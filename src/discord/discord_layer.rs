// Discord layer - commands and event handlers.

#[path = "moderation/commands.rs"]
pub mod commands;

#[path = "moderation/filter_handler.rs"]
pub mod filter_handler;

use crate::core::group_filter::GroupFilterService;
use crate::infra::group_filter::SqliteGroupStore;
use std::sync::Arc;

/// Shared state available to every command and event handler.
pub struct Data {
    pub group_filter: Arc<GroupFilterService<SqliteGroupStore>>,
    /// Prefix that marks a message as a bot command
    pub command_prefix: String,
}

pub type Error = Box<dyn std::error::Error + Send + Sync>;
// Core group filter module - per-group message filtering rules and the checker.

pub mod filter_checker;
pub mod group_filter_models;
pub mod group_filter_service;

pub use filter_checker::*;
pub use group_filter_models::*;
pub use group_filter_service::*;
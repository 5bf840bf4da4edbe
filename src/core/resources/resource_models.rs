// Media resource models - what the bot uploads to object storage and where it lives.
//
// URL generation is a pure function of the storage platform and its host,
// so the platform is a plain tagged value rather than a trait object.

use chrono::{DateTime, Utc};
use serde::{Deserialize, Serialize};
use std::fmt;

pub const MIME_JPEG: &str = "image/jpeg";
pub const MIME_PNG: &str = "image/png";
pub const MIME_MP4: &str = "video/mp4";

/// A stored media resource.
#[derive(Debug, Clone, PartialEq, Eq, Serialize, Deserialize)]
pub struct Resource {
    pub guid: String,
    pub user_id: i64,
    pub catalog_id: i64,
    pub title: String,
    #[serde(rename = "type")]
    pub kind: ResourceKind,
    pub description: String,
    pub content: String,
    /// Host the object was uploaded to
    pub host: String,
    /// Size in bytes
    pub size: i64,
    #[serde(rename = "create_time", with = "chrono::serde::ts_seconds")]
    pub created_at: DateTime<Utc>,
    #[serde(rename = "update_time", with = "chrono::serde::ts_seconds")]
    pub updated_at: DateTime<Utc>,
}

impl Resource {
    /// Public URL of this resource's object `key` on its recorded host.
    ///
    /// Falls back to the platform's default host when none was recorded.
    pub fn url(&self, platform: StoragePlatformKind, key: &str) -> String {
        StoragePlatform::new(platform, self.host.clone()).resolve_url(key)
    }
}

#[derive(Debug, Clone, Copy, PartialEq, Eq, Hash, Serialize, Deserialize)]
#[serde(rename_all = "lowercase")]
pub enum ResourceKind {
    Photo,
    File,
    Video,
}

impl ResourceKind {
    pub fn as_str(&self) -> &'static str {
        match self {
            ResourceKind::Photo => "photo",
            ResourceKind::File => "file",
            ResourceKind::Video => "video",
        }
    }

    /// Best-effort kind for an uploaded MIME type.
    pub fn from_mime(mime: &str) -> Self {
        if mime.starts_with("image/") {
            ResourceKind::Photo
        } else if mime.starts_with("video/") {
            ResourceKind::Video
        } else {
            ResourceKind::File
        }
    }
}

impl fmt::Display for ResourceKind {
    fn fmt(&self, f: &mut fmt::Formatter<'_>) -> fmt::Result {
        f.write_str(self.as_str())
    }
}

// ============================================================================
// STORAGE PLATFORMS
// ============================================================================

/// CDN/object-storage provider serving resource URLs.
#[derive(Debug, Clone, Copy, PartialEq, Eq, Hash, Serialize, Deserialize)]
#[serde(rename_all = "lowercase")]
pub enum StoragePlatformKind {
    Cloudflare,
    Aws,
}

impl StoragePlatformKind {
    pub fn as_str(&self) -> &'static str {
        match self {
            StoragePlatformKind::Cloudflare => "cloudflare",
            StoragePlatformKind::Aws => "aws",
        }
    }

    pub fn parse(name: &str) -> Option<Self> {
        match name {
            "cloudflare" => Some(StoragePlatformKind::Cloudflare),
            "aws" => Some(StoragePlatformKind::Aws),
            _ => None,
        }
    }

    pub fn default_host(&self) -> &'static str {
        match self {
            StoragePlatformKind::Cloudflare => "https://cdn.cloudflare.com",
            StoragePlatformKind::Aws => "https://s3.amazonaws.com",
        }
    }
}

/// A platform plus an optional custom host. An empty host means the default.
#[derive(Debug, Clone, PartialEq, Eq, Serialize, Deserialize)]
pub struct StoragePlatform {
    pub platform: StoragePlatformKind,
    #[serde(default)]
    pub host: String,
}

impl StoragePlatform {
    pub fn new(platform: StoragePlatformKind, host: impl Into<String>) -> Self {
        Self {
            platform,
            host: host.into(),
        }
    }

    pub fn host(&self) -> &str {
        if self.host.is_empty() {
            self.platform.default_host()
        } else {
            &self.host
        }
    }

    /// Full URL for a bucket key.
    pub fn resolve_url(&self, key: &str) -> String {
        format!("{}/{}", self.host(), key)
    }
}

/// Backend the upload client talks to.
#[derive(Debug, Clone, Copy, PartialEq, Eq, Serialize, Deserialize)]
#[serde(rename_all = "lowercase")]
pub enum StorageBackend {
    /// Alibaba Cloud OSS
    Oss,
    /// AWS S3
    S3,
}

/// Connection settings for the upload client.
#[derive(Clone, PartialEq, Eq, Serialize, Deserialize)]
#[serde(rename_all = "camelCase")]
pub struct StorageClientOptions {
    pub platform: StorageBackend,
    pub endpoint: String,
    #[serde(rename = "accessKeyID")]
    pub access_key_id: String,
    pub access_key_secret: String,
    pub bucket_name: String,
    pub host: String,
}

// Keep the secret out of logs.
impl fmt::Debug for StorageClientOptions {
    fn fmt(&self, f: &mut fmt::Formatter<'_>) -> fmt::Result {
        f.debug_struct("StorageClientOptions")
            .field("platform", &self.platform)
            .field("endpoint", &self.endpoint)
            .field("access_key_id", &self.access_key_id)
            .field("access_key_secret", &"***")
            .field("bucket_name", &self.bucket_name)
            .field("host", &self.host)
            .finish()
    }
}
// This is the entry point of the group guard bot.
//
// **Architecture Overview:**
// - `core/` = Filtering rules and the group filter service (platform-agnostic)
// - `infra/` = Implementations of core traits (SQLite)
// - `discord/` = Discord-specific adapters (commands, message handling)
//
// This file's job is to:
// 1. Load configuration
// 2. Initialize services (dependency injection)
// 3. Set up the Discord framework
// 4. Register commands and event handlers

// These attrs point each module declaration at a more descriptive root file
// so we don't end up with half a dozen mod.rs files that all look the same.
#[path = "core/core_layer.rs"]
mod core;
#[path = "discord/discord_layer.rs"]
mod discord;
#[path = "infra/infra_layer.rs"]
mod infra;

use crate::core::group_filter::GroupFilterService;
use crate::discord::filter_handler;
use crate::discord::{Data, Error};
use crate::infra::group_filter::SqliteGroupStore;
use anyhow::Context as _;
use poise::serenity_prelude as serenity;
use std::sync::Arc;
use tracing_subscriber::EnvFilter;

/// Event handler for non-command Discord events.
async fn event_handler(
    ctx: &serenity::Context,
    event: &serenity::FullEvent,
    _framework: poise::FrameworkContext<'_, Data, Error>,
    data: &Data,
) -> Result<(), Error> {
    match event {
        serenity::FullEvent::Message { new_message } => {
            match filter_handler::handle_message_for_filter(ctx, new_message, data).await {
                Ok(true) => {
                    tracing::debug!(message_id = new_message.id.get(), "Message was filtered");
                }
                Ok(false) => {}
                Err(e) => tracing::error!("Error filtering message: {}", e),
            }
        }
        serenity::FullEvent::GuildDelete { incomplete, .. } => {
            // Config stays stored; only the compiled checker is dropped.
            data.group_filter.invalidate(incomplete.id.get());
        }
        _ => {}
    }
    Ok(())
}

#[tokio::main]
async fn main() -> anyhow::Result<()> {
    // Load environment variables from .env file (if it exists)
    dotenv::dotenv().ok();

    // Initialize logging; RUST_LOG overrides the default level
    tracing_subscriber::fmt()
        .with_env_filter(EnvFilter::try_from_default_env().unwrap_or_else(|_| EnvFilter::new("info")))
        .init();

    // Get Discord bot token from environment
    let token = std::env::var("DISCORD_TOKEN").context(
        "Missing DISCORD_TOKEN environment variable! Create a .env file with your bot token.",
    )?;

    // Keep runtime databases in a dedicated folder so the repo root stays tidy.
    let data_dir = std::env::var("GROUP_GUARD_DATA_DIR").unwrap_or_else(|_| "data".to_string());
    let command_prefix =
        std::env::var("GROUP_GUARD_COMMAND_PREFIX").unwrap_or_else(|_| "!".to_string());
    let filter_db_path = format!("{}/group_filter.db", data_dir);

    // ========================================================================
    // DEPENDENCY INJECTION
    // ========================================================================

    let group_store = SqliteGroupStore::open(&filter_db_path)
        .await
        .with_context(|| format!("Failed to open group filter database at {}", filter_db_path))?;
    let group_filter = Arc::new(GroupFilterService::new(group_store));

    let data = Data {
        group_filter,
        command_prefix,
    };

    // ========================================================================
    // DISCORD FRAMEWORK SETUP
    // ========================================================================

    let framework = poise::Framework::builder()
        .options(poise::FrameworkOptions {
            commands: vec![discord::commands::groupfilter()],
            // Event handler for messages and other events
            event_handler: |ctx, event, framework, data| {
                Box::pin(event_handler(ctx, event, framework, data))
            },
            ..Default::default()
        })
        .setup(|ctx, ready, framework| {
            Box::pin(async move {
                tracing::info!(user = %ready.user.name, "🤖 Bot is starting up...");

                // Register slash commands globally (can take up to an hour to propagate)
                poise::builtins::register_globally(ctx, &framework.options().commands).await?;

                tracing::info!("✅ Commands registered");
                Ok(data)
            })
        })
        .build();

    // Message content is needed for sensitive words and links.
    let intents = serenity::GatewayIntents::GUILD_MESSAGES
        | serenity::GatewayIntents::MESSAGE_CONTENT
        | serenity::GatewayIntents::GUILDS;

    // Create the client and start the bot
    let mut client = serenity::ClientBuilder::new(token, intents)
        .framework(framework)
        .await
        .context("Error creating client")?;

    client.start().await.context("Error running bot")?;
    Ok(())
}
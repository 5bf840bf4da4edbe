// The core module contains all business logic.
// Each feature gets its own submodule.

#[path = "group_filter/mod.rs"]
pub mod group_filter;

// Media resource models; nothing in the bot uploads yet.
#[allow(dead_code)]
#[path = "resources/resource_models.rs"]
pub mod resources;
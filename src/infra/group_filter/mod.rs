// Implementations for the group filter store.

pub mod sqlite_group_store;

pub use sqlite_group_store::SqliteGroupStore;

++++++++

▶ _PROBLEM TO SOLVE_:
In the data, count the lines that include the string "filename", then give that number and nothing more.

▶ _TASK SOLUTION_:
3